Although Dontrell Who Kissed the Sea” seems simple enough with its mystical interludes of poetry, wordplay, ritual, and humor, it’s layered with revolving melodies of poverty and privilege; as well as parental hopes and ambitions.
This play resonates the necessity for young adults to construct their destiny and the desire we have to understand our backstory for us to understand our future.
The richness and complexity of this play are brought out visually and aurally by Director Chika Ike with her inventive use of space, and her eagerness for experimentation. The play is staged vividly, with startlingly effective physicality.
The audience partakes in sounds of muffled African drumming which is mysterious, potentially ominous which set the ambiance for the play with wooden rafters hung from the ceiling and on the walls.
As the show begins, Dontrell is asleep on what seems like a tiny raft, and a commanding female voice sings an unfamiliar chant.
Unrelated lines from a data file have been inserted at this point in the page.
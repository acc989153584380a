//! Runtime loading entrypoints for options files.

use camino::Utf8PathBuf;
use std::path::Path;

use crate::{JobOptions, OptionValue, OptionsError, OptionsResult};

use super::document::OptionsDocument;
use super::error::file_error;
use super::parser::parse_by_format;

/// Convert a path to a UTF-8 path, falling back to lossy conversion.
fn to_utf8_path(path: &Path) -> Utf8PathBuf {
    Utf8PathBuf::from_path_buf(path.to_path_buf())
        .unwrap_or_else(|p| Utf8PathBuf::from(p.to_string_lossy().into_owned()))
}

fn read_figment(path: &Path) -> OptionsResult<Option<figment::Figment>> {
    if !path.is_file() {
        tracing::debug!(path = %path.display(), "job options file not found");
        return Ok(None);
    }
    let data = std::fs::read_to_string(path).map_err(|e| file_error(path, e))?;
    parse_by_format(path, &data).map(Some)
}

/// Log options that are set but will be ignored by the accessors.
fn warn_ignored(options: &JobOptions, context: &str) {
    for key in options.set_keys() {
        if let Some(OptionValue::Integer(value)) = options.explicit(key)
            && value <= 0
        {
            tracing::warn!(
                key = %key,
                value,
                context,
                "non-positive job option falls back to its default"
            );
        }
    }
}

/// Load a single option record from a file.
///
/// The file holds the option keys at its top level, for example a job's
/// options stored next to it. Returns `Ok(None)` if the file does not exist.
///
/// # Examples
///
/// ```rust,no_run
/// use job_options::load_options_file;
/// use std::path::Path;
///
/// # fn run() -> job_options::OptionsResult<()> {
/// if let Some(opts) = load_options_file(Path::new("job.toml"))? {
///     println!("timeout: {}s", opts.timeout());
/// }
/// # Ok(())
/// # }
/// ```
///
/// # Errors
///
/// Returns an [`OptionsError`] if reading or parsing the file fails, or if
/// it contains unknown keys or wrongly typed values.
pub fn load_options_file(path: &Path) -> OptionsResult<Option<JobOptions>> {
    let Some(figment) = read_figment(path)? else {
        return Ok(None);
    };
    let options: JobOptions = figment
        .extract()
        .map_err(|e| std::sync::Arc::new(OptionsError::parse(e)))?;
    let shown = path.display().to_string();
    warn_ignored(&options, &shown);
    tracing::debug!(path = %shown, options = ?options, "loaded job options file");
    Ok(Some(options))
}

/// Load an [`OptionsDocument`] with global and per-queue options.
///
/// Returns `Ok(None)` if the file does not exist.
///
/// # Examples
///
/// ```rust,no_run
/// use job_options::{JobOptions, load_options_document};
/// use std::path::Path;
///
/// # fn run() -> job_options::OptionsResult<()> {
/// if let Some(doc) = load_options_document(Path::new("jobs.toml"))? {
///     let effective = doc.effective_options("email", &JobOptions::new());
///     println!("max tries: {}", effective.max_tries());
/// }
/// # Ok(())
/// # }
/// ```
///
/// # Errors
///
/// Returns an [`OptionsError`] if reading or parsing the file fails, or if
/// an options table contains unknown keys or wrongly typed values.
pub fn load_options_document(path: &Path) -> OptionsResult<Option<OptionsDocument>> {
    let Some(figment) = read_figment(path)? else {
        return Ok(None);
    };
    let document = OptionsDocument::extract(&figment)?.with_path(to_utf8_path(path));
    warn_ignored(&document.job_options, "global");
    for (name, section) in &document.queues {
        warn_ignored(&section.job_options, name);
    }
    tracing::debug!(
        path = %path.display(),
        queues = document.queues.len(),
        "loaded job options document"
    );
    Ok(Some(document))
}
//! Built-in option values applied beneath every configured scope.

use super::JobOptions;

/// Built-in execution time limit in seconds.
pub const DEFAULT_TIMEOUT: i64 = 3600;

/// Built-in attempt limit.
pub const DEFAULT_MAX_TRIES: i64 = 1;

/// Built-in log retention in seconds (seven days).
pub const DEFAULT_LOG_EXPIRE_AFTER: i64 = 604_800;

impl JobOptions {
    /// The built-in defaults record.
    ///
    /// Sets the timeout, attempt limit and log retention; every flag stays
    /// unset so it reads as off until some scope turns it on.
    ///
    /// ```rust
    /// use job_options::JobOptions;
    ///
    /// let builtin = JobOptions::builtin();
    /// assert_eq!(builtin.timeout(), 3600);
    /// assert_eq!(builtin.max_tries(), 1);
    /// assert_eq!(builtin.redis_log_expire_after(), 604_800);
    /// assert!(!builtin.drop());
    /// ```
    #[must_use]
    pub const fn builtin() -> Self {
        Self::new()
            .with_timeout(DEFAULT_TIMEOUT)
            .with_max_tries(DEFAULT_MAX_TRIES)
            .with_redis_log_expire_after(DEFAULT_LOG_EXPIRE_AFTER)
    }
}
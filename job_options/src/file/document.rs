//! Options documents holding global and per-queue records.

use std::collections::BTreeMap;

use camino::{Utf8Path, Utf8PathBuf};
use figment::{
    Figment,
    providers::{Format, Json, Toml},
};
use serde::{Deserialize, Serialize};

use crate::{JobOptions, OptionsError, OptionsResult, Resolution, ScopeComposer, ScopeLayer};

/// Per-queue section of an [`OptionsDocument`].
///
/// Other queue settings (worker counts and the like) may live next to
/// `job_options` in the same table; they are ignored here.
#[derive(Clone, Debug, Default, PartialEq, Eq, Serialize, Deserialize)]
pub struct QueueOptions {
    /// Options applied to every job on the queue.
    #[serde(default, skip_serializing_if = "JobOptions::is_empty")]
    pub job_options: JobOptions,
}

/// A configuration document with global options and per-queue overrides.
///
/// ```toml
/// [job_options]
/// timeout = 600
///
/// [queues.email.job_options]
/// maxtries = 3
/// noredislogonsuccess = true
/// ```
///
/// Keys other than `job_options` and `queues` are ignored so the document
/// can share a file with unrelated settings.
#[derive(Clone, Debug, Default, PartialEq, Eq, Serialize, Deserialize)]
pub struct OptionsDocument {
    /// Options applied to every job.
    #[serde(default, skip_serializing_if = "JobOptions::is_empty")]
    pub job_options: JobOptions,
    /// Queue sections keyed by queue name.
    #[serde(default, skip_serializing_if = "BTreeMap::is_empty")]
    pub queues: BTreeMap<String, QueueOptions>,
    #[serde(skip)]
    path: Option<Utf8PathBuf>,
}

impl OptionsDocument {
    /// Parse a document from TOML text.
    ///
    /// # Errors
    ///
    /// Returns an [`OptionsError::Parse`] when the text is not valid TOML or
    /// an option has the wrong type or an unknown key.
    pub fn from_toml_str(raw: &str) -> OptionsResult<Self> {
        Self::extract(&Figment::from(Toml::string(raw)))
    }

    /// Parse a document from JSON text.
    ///
    /// # Errors
    ///
    /// Returns an [`OptionsError::Parse`] when the text is not valid JSON or
    /// an option has the wrong type or an unknown key.
    pub fn from_json_str(raw: &str) -> OptionsResult<Self> {
        Self::extract(&Figment::from(Json::string(raw)))
    }

    pub(super) fn extract(figment: &Figment) -> OptionsResult<Self> {
        figment
            .extract()
            .map_err(|e| std::sync::Arc::new(OptionsError::parse(e)))
    }

    pub(super) fn with_path(mut self, path: Utf8PathBuf) -> Self {
        self.path = Some(path);
        self
    }

    /// The file this document was loaded from, if any.
    #[must_use]
    pub fn path(&self) -> Option<&Utf8Path> {
        self.path.as_deref()
    }

    /// Options configured for `queue`, if the document has a section for it.
    #[must_use]
    pub fn queue(&self, queue: &str) -> Option<&JobOptions> {
        self.queues.get(queue).map(|section| &section.job_options)
    }

    /// Build the scope layers for jobs on `queue`: built-in defaults, the
    /// global options and, when the queue has a section, its options.
    #[must_use]
    pub fn composer(&self, queue: &str) -> ScopeComposer {
        let mut composer = ScopeComposer::with_capacity(4);
        composer.push_builtin();
        composer.push_layer(self.tag(ScopeLayer::global(self.job_options)));
        if let Some(options) = self.queue(queue) {
            composer.push_layer(self.tag(ScopeLayer::queue(queue, *options)));
        } else {
            tracing::debug!(queue, "no job options section for queue");
        }
        composer
    }

    /// Resolve the options for a job on `queue` carrying `job` options.
    #[must_use]
    pub fn resolve(&self, queue: &str, job: &JobOptions) -> Resolution {
        let mut composer = self.composer(queue);
        composer.push_job(*job);
        composer.resolve()
    }

    /// Shorthand for the effective record of [`OptionsDocument::resolve`].
    #[must_use]
    pub fn effective_options(&self, queue: &str, job: &JobOptions) -> JobOptions {
        self.resolve(queue, job).into_options()
    }

    fn tag(&self, layer: ScopeLayer) -> ScopeLayer {
        match &self.path {
            Some(path) => layer.with_path(path.clone()),
            None => layer,
        }
    }
}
She and the rest of the cast enter, displayed in colorful costumes, There’s a drum, swirling lights, a dream told partially in pantomime, moderately by Dontrell himself, speaking into a hand-held tape recorder in what he fancifully calls “Captain’s Log” entries.
There are some funny scenes in the play with Dontrell riding in the car with his cousin Robby (Jerome Beck) and his interaction with his sister Erika (Kayla Raelle Holder) and his cousin Shea (Brianna Buckley) who assist him with finding out more about his past.
However, the most powerful scene of the play to us is when his mother expresses her thoughts and feelings about his decision to explore the sea, a mother’s love of trying to guide her child into a destiny of surety, not of the uncertainty of the waves of the sea.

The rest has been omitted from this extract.